Örneğin Kasırgalar, Batı Afrika’dan Meksika Körfezi ve Florida’ya kadar olan bölgede etkili olur. Trropikal bölgede siklon düzeyine ulaşmış ise işte ona kasırga denir. Bizde örneğin Tayfun da kullanılır. Tayfun ise Güney Çin denizi ve Japon denizi bölgesinde meydana gelir. Bir de işte, son dönemlerde Irma gibi özel isim verilenler var.

Şimdi ise orta akdenizde gelişen ve daha da gelişip etki gücünü arttırması beklenen siklon, tropikal siklon değil çünkü biz coğrafi konum olarak tropikal enlemde yer almıyoruz.

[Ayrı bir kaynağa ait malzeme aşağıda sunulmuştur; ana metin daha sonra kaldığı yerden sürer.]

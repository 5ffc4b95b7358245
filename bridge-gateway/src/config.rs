//! Gateway configuration (SPEC_FULL.md §12). Loaded once at startup from a
//! YAML file, matching the donor's `Configuration` loading in its `main.rs`
//! but scoped to what a single-upstream proxy actually needs.

use std::env;
use std::fs;

use serde::Deserialize;
use thiserror::Error;

const DEFAULT_CONFIG_PATH: &str = "./config.yaml";
const DEFAULT_BIND_ADDRESS: &str = "0.0.0.0:8080";
const DEFAULT_REQUEST_TIMEOUT_SECS: u64 = 60;

#[derive(Debug, Error)]
pub enum ConfigError {
    #[error("failed to read config file at `{path}`: {source}")]
    Read {
        path: String,
        #[source]
        source: std::io::Error,
    },
    #[error("failed to parse config file at `{path}`: {source}")]
    Parse {
        path: String,
        #[source]
        source: serde_yaml::Error,
    },
    #[error("config field `{field}` must not be empty")]
    MissingField { field: &'static str },
}

#[derive(Debug, Clone, Deserialize)]
pub struct GatewayConfig {
    #[serde(default = "default_bind_address")]
    pub bind_address: String,
    pub upstream_base_url: String,
    pub upstream_model: String,
    pub upstream_api_key: Option<String>,
    #[serde(default = "default_request_timeout_secs")]
    pub request_timeout_secs: u64,
}

fn default_bind_address() -> String {
    DEFAULT_BIND_ADDRESS.to_string()
}

fn default_request_timeout_secs() -> u64 {
    DEFAULT_REQUEST_TIMEOUT_SECS
}

impl GatewayConfig {
    /// Loads from the path named by `BRIDGE_CONFIG_PATH`, defaulting to
    /// `./config.yaml`, then applies the `BIND_ADDRESS` env override
    /// (SPEC_FULL.md §12) the same way the donor overrides its bind address.
    pub fn load() -> Result<Self, ConfigError> {
        let path = env::var("BRIDGE_CONFIG_PATH").unwrap_or_else(|_| DEFAULT_CONFIG_PATH.to_string());
        let contents = fs::read_to_string(&path).map_err(|source| ConfigError::Read {
            path: path.clone(),
            source,
        })?;
        let mut config: GatewayConfig =
            serde_yaml::from_str(&contents).map_err(|source| ConfigError::Parse { path, source })?;

        if let Ok(bind_address) = env::var("BIND_ADDRESS") {
            config.bind_address = bind_address;
        }

        config.validate()?;
        Ok(config)
    }

    fn validate(&self) -> Result<(), ConfigError> {
        if self.upstream_base_url.trim().is_empty() {
            return Err(ConfigError::MissingField {
                field: "upstream_base_url",
            });
        }
        if self.upstream_model.trim().is_empty() {
            return Err(ConfigError::MissingField {
                field: "upstream_model",
            });
        }
        Ok(())
    }
}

Biz bu tür siklonlara bilimsel olarak “tropikal siklon benzeri” diyoruz, oluştuğu enlem olarak da subtropikal akdeniz siklonu olarak adlandırabiliriz.

Tropikal siklon benzeri (sub)tropikal Akdeniz fırtınaları, yüzey suyu sıcaklıklarının özellikle kuzeyindeki güney Avrupa kara bölgelerine göre daha yüksek olduğu Eylül-Kasım döneminde Akdeniz’de oluşan subtropikal ve tropikal nitelikleri olan orta ölçekli “cephesel olmayan” siklonlardır.

Bunlar ilk defa da oluşuyor değiller. Önceki yıllarda da meydana geldi. Ortalama koşullarda Akdeniz ikliminde her yıl bir, iki kere oluşur. İklim koşularına göre hiç oluşmayadabilir.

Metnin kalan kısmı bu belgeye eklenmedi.